Für das Active Directory kann auch eine Sicherung in einem sehr kurzen Intervall erforderlich sein, also mehr als die normale tägliche Sicherung. Hintergrund ist, dass sich nur so ein früherer Status wieder herstellen lässt, ohne dass allzu viele Änderungen verloren gehen. Dabei sollte allerdings eine längere Historie gehalten werden, also beispielsweise Sicherungen der letzten 24 Stunden im Abstand von jeweils drei Stunden plus einige ältere tägliche Sicherungen. Da man sich dabei auf den Systemstatus beschränken kann, wird nicht übermäßig viel Plattenplatz konsumiert.

Letztlich bedeutet das, dass man für die Sicherung des Active Directory ein eigenständiges Konzept entwickeln muss, weil die Anforderungen von denen bei der „normalen“ Datensicherung abweichen. Zusätzliche, sofortige Sicherungen müssen in bestimmten Situationen ebenfalls durchgeführt werden:

  • Bei grundlegenden Änderungen an Domänencontrollern wie Aktualisierungen oder dem Verschieben von Active Directory-Dateien.

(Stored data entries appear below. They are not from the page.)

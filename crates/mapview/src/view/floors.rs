//! First/last visible floor resolution.
//!
//! Roofs and walls above the camera's 3x3 neighborhood hide the floors above them;
//! windows and doors (tiles the map reports as look-through) let diagonal neighbors count.

use crate::position::{
    Position, AWARE_UNDERGROUND_FLOOR_RANGE, MAX_Z, SEA_FLOOR, UNDERGROUND_FLOOR,
};
use crate::world::MapStore;

use super::MapView;

fn clamp_floor(z: i32) -> u8 {
    z.clamp(0, i32::from(MAX_Z)) as u8
}

pub fn first_visible_floor(
    map: &dyn MapStore,
    camera: Option<Position>,
    locked: Option<u8>,
    multifloor: bool,
) -> u8 {
    if let Some(lock) = locked {
        return clamp_floor(i32::from(lock));
    }
    let Some(camera) = camera.filter(|pos| pos.is_valid()) else {
        return SEA_FLOOR;
    };
    if !multifloor {
        return clamp_floor(i32::from(camera.z));
    }

    let mut first_floor = if camera.z > SEA_FLOOR {
        camera
            .z
            .saturating_sub(AWARE_UNDERGROUND_FLOOR_RANGE)
            .max(UNDERGROUND_FLOOR)
    } else {
        0
    };

    'neighbors: for ix in -1..=1 {
        for iy in -1..=1 {
            if first_floor >= camera.z {
                break 'neighbors;
            }
            let pos = camera.translated(ix, iy);
            let is_center = ix == 0 && iy == 0;
            let straight = ix.abs() != iy.abs();
            if !is_center && !(straight && map.is_look_possible(pos)) {
                continue;
            }

            let look_possible = map.is_look_possible(pos);
            let mut upper = pos;
            let mut covered = pos;
            while covered.covered_up(1) && upper.up(1) && upper.z >= first_floor {
                if map
                    .tile(upper)
                    .is_some_and(|tile| tile.limits_floors_view(!look_possible))
                {
                    first_floor = upper.z + 1;
                    break;
                }
                if map
                    .tile(covered)
                    .is_some_and(|tile| tile.limits_floors_view(look_possible))
                {
                    first_floor = covered.z + 1;
                    break;
                }
            }
        }
    }

    clamp_floor(i32::from(first_floor))
}

pub fn last_visible_floor(
    map: &dyn MapStore,
    camera: Option<Position>,
    locked: Option<u8>,
    multifloor: bool,
) -> u8 {
    if !multifloor {
        return first_visible_floor(map, camera, locked, multifloor);
    }

    let mut z = match camera.filter(|pos| pos.is_valid()) {
        Some(camera) if camera.z > SEA_FLOOR => {
            i32::from(camera.z) + i32::from(AWARE_UNDERGROUND_FLOOR_RANGE)
        }
        _ => i32::from(SEA_FLOOR),
    };
    if let Some(lock) = locked {
        z = z.max(i32::from(lock));
    }
    clamp_floor(z)
}

impl MapView {
    pub fn calc_first_visible_floor(&self, map: &dyn MapStore) -> u8 {
        first_visible_floor(
            map,
            self.camera_position(),
            self.locked_first_visible_floor,
            self.multifloor,
        )
    }

    pub fn calc_last_visible_floor(&self, map: &dyn MapStore) -> u8 {
        last_visible_floor(
            map,
            self.camera_position(),
            self.locked_first_visible_floor,
            self.multifloor,
        )
    }
}

#[cfg(test)]
mod tests {
    use super::*;
    use crate::test_world::{TestTile, TestWorld};

    const CAMERA: Position = Position::new(100, 100, 7);

    #[test]
    fn open_sky_shows_every_floor_from_zero() {
        let world = TestWorld::new();
        assert_eq!(first_visible_floor(&world, Some(CAMERA), None, true), 0);
        assert_eq!(last_visible_floor(&world, Some(CAMERA), None, true), SEA_FLOOR);
    }

    #[test]
    fn roof_directly_above_limits_view() {
        let mut world = TestWorld::new();
        world.insert(TestTile::ground(Position::new(100, 100, 6)).limiting_view());
        assert_eq!(first_visible_floor(&world, Some(CAMERA), None, true), 7);
    }

    #[test]
    fn covering_tile_limits_view_two_floors_up() {
        let mut world = TestWorld::new();
        world.insert(TestTile::ground(Position::new(102, 102, 5)).limiting_view());
        assert_eq!(first_visible_floor(&world, Some(CAMERA), None, true), 6);
    }

    #[test]
    fn diagonal_neighbors_never_limit_view() {
        let mut world = TestWorld::new();
        world.insert(TestTile::ground(Position::new(99, 99, 6)).limiting_view());
        assert_eq!(first_visible_floor(&world, Some(CAMERA), None, true), 0);
    }

    #[test]
    fn straight_neighbor_blocked_for_look_only_counts_when_look_possible() {
        let mut world = TestWorld::new();
        world.insert(TestTile::ground(Position::new(101, 100, 5)).limiting_view());
        assert_eq!(first_visible_floor(&world, Some(CAMERA), None, true), 6);

        world.insert(TestTile::ground(Position::new(101, 100, 7)).blocking_look());
        assert_eq!(first_visible_floor(&world, Some(CAMERA), None, true), 0);
    }

    #[test]
    fn look_through_argument_differs_between_upper_and_covering_tiles() {
        let mut world = TestWorld::new();
        // Limits only when asked with is_free_view == false.
        world.insert(TestTile::ground(Position::new(100, 100, 6)).limiting_view_when_not_free());
        assert_eq!(first_visible_floor(&world, Some(CAMERA), None, true), 7);

        let mut world = TestWorld::new();
        world.insert(TestTile::ground(Position::new(101, 101, 6)).limiting_view_when_not_free());
        assert_eq!(first_visible_floor(&world, Some(CAMERA), None, true), 0);
    }

    #[test]
    fn underground_camera_sees_two_floors_each_way() {
        let world = TestWorld::new();
        let camera = Position::new(100, 100, 11);
        assert_eq!(first_visible_floor(&world, Some(camera), None, true), 9);
        assert_eq!(last_visible_floor(&world, Some(camera), None, true), 13);

        let deep = Position::new(100, 100, MAX_Z);
        assert_eq!(last_visible_floor(&world, Some(deep), None, true), MAX_Z);

        let shallow = Position::new(100, 100, 8);
        assert_eq!(first_visible_floor(&world, Some(shallow), None, true), UNDERGROUND_FLOOR);
    }

    #[test]
    fn single_floor_mode_pins_both_bounds_to_camera() {
        let world = TestWorld::new();
        for z in [0, 7, 12] {
            let camera = Position::new(100, 100, z);
            assert_eq!(first_visible_floor(&world, Some(camera), None, false), z);
            assert_eq!(last_visible_floor(&world, Some(camera), None, false), z);
        }
    }

    #[test]
    fn floor_lock_wins_and_is_clamped() {
        let mut world = TestWorld::new();
        world.insert(TestTile::ground(Position::new(100, 100, 6)).limiting_view());
        assert_eq!(first_visible_floor(&world, Some(CAMERA), Some(3), true), 3);
        assert_eq!(first_visible_floor(&world, Some(CAMERA), Some(200), true), MAX_Z);
        assert_eq!(last_visible_floor(&world, Some(CAMERA), Some(10), true), 10);
        assert_eq!(last_visible_floor(&world, Some(CAMERA), Some(200), true), MAX_Z);
    }

    #[test]
    fn unknown_camera_defaults_to_sea_floor() {
        let world = TestWorld::new();
        assert_eq!(first_visible_floor(&world, None, None, true), SEA_FLOOR);
        assert_eq!(last_visible_floor(&world, None, None, true), SEA_FLOOR);
    }

    #[test]
    fn bounds_stay_ordered_for_every_floor() {
        let mut world = TestWorld::new();
        world.insert(TestTile::ground(Position::new(100, 100, 4)).limiting_view());
        for z in 0..=MAX_Z {
            let camera = Position::new(100, 100, z);
            for multifloor in [true, false] {
                let first = first_visible_floor(&world, Some(camera), None, multifloor);
                let last = last_visible_floor(&world, Some(camera), None, multifloor);
                assert!(last <= MAX_Z);
                assert!(first <= last, "z={z} multifloor={multifloor}");
            }
        }
    }
}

  • Vor der Installation eines Services Pack oder von Hotfixes, die das Active Directory betreffen.

  • Bei Änderungen an den Einstellungen für das tombstone lifetime-Intervall, das die Zeit beeinflusst, in der ein Backup verwendbar ist.

  • Vor Schema-Änderungen.

  • Vor grundlegenden Anpassungen an der Struktur des Active Directory wie der Erstellung neuer Domänen.

Für die maximale Lebensdauer von Backups von Backups spielen zwei Parameter eine wichtige Rolle. Einer davon ist das Attribut tombstoneLifetime im Active Directory. Es wird in der Partition Configuration unterhalb von cn=Services,cn=Windows NT bei cn=Directory Service definiert (Bild 2). Es gibt an, wann gelöschte Objekte endgültig entfernt werden. Nach diesem Zeitraum lässt sich ein Backup nicht mehr für die Wiederherstellung nutzen, da eine Integrität des resultierenden Zustands des Active Directory nicht mehr gewährleistet werden könnte.

Bild 2: Das Intervall tombstoneLifetime bei den Eigenschaften des Active Directory auf einem Domänencontroller.
Bild 2: Das Intervall tombstoneLifetime bei den Eigenschaften des Active Directory auf einem Domänencontroller.

Der zweite wichtige Parameter steht in engem Zusammenhang. Der Wert Backup Latency Threshold(days) in HKEY_LOCAL_MACHINE\SYSTEM\ CurrentControlSet\Services\NTDS\Parameters wird normalerweise auf die Hälfte der tombstoneLifetime gesetzt. Diesen Parameter gibt es allerdings erst ab dem Service Pack 1 für den Windows Server 2003.

Wenn das Intervall überschritten ist, wird ein Eintrag im Protokoll des Verzeichnisdienstes erstellt, der darauf hinweist, dass das Active Directory nicht ausreichend häufig gesichert wurde. Allerdings macht es Sinn, hier mit einem deutlich geringeren Wert und einem entsprechend höheren Intervall zu arbeiten. Der Standardwert ist von Bedeutung, um zumindest eine Sicherung zu erhalten, die noch für die Wiederherstellung nutzbar ist.